(Beginning of Data extract)

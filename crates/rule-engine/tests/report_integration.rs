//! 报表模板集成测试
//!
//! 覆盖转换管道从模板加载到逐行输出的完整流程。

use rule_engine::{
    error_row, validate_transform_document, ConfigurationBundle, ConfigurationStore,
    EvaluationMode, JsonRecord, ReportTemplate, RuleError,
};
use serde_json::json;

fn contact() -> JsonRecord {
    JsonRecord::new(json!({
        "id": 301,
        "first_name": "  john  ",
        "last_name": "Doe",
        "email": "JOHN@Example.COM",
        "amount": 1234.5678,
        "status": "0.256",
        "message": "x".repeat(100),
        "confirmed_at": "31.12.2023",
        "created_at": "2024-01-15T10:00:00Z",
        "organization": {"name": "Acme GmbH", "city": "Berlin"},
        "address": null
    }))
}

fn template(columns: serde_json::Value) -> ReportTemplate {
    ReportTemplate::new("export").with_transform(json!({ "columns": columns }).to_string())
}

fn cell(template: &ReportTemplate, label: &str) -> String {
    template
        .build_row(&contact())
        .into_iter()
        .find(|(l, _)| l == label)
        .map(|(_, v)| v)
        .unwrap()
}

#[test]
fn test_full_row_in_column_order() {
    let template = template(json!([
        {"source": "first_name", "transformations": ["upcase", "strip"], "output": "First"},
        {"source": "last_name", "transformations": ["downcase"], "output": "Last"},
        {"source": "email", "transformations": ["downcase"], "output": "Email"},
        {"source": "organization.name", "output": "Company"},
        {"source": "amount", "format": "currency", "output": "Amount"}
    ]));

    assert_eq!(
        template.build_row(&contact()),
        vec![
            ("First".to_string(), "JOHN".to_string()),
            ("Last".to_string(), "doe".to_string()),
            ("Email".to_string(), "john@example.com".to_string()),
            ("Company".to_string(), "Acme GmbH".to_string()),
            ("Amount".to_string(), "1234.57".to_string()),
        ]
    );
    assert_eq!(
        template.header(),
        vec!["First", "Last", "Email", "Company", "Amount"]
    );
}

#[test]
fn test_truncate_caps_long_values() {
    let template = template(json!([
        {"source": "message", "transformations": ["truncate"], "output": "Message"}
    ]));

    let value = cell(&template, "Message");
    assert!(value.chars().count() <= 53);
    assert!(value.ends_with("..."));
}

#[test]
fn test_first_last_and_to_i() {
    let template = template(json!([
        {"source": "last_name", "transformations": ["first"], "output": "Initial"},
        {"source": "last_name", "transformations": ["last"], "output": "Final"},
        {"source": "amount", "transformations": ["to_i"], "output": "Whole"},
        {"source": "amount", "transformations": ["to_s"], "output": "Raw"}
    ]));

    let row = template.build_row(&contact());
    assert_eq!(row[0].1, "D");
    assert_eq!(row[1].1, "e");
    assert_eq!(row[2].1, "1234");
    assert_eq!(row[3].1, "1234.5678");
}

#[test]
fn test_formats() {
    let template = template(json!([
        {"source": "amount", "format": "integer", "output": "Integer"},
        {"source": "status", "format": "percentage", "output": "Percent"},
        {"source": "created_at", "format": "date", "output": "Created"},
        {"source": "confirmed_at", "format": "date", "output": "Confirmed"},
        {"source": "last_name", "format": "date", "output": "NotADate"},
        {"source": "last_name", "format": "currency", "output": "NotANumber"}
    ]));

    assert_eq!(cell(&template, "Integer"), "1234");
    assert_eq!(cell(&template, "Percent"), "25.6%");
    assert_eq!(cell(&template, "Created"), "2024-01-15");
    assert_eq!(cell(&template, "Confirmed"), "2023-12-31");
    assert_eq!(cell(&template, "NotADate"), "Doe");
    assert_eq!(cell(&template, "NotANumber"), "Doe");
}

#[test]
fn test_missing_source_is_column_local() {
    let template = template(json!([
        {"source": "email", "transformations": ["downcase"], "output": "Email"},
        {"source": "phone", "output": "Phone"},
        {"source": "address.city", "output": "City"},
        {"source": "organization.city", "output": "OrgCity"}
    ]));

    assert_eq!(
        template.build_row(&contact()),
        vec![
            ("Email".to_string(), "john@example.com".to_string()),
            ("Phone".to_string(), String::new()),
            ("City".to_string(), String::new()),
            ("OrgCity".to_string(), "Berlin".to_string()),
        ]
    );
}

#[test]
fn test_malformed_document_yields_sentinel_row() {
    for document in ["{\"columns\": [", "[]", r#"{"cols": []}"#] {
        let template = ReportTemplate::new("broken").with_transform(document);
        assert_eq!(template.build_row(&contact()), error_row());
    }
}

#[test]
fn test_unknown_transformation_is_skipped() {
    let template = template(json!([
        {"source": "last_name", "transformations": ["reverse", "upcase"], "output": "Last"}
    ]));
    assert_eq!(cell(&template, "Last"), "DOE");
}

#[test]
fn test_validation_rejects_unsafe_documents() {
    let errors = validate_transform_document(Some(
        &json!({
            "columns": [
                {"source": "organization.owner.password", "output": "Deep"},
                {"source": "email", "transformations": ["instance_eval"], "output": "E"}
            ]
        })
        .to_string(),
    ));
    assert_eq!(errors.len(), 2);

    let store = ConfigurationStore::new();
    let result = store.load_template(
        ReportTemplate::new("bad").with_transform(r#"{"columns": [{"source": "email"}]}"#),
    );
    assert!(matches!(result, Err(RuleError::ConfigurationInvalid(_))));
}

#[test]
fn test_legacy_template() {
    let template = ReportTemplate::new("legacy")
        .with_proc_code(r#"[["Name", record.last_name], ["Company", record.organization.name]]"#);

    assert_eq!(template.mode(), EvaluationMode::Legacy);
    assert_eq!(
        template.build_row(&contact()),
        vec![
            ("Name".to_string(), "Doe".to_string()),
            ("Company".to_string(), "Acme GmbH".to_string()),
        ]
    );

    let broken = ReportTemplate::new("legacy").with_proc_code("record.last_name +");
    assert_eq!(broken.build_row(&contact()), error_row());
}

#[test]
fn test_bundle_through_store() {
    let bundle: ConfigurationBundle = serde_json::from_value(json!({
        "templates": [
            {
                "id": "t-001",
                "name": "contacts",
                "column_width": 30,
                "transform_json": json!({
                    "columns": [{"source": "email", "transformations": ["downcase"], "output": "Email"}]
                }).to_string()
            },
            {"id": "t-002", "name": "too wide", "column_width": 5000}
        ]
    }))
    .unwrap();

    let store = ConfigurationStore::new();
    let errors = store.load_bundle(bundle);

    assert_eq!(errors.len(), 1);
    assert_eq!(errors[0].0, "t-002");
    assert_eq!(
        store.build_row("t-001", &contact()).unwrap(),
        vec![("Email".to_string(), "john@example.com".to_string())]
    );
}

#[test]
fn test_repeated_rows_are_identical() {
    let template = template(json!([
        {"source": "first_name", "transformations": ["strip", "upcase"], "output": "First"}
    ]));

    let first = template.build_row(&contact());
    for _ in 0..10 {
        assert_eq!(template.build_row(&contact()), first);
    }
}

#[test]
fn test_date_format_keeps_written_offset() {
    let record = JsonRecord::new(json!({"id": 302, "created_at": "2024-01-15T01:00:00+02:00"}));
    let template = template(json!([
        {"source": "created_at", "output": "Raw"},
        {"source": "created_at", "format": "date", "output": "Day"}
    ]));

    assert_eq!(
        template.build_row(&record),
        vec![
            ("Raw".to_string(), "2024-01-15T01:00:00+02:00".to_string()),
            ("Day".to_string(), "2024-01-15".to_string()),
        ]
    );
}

(End of Data extract)
(Beginning of Data extract)

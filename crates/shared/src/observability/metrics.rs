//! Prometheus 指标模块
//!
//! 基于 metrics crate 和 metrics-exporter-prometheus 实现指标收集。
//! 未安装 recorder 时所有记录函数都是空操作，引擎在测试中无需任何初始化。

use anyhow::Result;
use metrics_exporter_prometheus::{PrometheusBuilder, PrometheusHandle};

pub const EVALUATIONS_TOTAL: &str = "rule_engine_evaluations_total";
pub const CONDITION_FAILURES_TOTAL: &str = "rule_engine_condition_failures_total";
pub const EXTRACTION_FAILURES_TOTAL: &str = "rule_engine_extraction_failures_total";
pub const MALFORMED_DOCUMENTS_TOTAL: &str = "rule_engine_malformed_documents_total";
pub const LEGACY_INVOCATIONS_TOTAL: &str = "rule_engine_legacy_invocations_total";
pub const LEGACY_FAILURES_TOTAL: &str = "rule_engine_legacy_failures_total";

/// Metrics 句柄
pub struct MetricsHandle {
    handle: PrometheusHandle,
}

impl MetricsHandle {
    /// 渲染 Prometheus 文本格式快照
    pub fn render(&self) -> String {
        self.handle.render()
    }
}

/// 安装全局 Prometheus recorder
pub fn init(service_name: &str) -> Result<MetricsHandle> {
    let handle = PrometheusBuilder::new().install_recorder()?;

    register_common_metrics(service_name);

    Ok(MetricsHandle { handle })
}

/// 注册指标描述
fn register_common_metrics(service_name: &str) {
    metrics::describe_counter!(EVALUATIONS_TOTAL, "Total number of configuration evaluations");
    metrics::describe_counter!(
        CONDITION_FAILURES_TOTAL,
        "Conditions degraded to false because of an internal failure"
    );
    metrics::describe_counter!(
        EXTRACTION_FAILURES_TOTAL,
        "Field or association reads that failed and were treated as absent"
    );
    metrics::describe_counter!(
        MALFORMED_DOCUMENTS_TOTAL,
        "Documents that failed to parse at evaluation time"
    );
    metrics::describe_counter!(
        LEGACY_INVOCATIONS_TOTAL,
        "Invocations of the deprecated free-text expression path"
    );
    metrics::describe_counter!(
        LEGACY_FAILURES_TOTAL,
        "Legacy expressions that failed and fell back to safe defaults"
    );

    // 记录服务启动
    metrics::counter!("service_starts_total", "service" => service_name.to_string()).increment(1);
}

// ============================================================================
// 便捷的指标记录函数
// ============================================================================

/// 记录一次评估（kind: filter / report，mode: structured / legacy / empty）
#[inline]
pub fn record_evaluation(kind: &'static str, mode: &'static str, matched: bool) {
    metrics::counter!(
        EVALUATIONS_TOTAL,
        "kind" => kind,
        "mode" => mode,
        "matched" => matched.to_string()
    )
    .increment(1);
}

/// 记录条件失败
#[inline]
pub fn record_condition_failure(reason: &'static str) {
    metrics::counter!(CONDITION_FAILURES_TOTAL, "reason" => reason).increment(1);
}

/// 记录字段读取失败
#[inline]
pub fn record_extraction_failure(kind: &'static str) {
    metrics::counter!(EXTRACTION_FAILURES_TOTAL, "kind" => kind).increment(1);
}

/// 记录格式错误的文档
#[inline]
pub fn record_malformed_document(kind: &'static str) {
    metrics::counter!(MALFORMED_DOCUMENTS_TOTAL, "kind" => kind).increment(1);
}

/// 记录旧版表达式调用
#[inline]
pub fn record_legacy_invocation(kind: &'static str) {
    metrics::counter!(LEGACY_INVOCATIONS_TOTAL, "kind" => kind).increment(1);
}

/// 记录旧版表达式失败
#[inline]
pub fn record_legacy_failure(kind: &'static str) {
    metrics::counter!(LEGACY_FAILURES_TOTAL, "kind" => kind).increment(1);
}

(End of Data extract)
(Beginning of Data extract)

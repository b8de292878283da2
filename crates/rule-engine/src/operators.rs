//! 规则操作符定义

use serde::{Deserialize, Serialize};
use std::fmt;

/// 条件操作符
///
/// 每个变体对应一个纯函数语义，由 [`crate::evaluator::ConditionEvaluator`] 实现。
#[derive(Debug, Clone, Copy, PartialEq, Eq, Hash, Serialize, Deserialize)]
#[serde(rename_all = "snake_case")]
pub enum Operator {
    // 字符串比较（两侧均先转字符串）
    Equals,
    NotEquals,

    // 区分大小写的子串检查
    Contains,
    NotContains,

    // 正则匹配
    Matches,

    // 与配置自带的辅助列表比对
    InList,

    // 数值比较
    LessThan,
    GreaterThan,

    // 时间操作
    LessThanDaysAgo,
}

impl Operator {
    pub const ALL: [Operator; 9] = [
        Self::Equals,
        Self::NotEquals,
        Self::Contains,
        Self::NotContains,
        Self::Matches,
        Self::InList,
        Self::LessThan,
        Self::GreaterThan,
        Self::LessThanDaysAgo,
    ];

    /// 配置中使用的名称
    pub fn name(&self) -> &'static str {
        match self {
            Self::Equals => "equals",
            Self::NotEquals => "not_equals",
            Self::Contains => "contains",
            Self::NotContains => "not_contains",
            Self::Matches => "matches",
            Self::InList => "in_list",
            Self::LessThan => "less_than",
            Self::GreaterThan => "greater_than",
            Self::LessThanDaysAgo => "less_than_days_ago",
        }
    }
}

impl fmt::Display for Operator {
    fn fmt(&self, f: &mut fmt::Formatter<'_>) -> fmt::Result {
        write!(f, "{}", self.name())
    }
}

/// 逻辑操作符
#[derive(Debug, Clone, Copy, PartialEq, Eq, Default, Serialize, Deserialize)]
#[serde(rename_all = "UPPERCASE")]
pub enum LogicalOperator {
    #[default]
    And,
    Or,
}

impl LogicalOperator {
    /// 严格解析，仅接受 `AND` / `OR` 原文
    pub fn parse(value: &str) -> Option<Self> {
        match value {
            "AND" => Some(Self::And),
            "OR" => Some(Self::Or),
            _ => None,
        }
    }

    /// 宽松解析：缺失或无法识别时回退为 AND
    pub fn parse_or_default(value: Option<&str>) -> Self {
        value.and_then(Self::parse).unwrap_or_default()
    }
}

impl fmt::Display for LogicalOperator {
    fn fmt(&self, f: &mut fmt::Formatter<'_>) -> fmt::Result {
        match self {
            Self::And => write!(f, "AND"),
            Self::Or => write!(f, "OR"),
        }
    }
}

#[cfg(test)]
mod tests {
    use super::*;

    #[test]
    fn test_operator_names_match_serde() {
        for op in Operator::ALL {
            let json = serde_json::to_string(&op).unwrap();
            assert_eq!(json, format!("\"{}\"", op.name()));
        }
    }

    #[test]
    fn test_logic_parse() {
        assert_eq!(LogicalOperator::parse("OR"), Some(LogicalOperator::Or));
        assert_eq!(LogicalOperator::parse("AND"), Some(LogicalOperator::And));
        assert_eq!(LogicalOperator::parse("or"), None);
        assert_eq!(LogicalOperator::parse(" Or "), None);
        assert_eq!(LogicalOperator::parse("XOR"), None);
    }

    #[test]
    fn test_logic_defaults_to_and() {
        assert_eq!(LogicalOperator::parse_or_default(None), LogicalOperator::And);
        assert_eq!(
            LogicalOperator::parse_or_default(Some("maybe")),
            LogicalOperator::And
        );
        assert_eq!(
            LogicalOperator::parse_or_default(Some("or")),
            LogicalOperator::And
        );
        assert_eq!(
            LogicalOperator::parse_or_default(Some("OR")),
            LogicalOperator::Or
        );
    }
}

(End of Data extract)

Work instruction »
Read through the entries and copy each line in which "ConfigurationBundle" appears.

Result below »
    error_row, validate_transform_document, ConfigurationBundle, ConfigurationStore,
    let bundle: ConfigurationBundle = serde_json::from_value(json!({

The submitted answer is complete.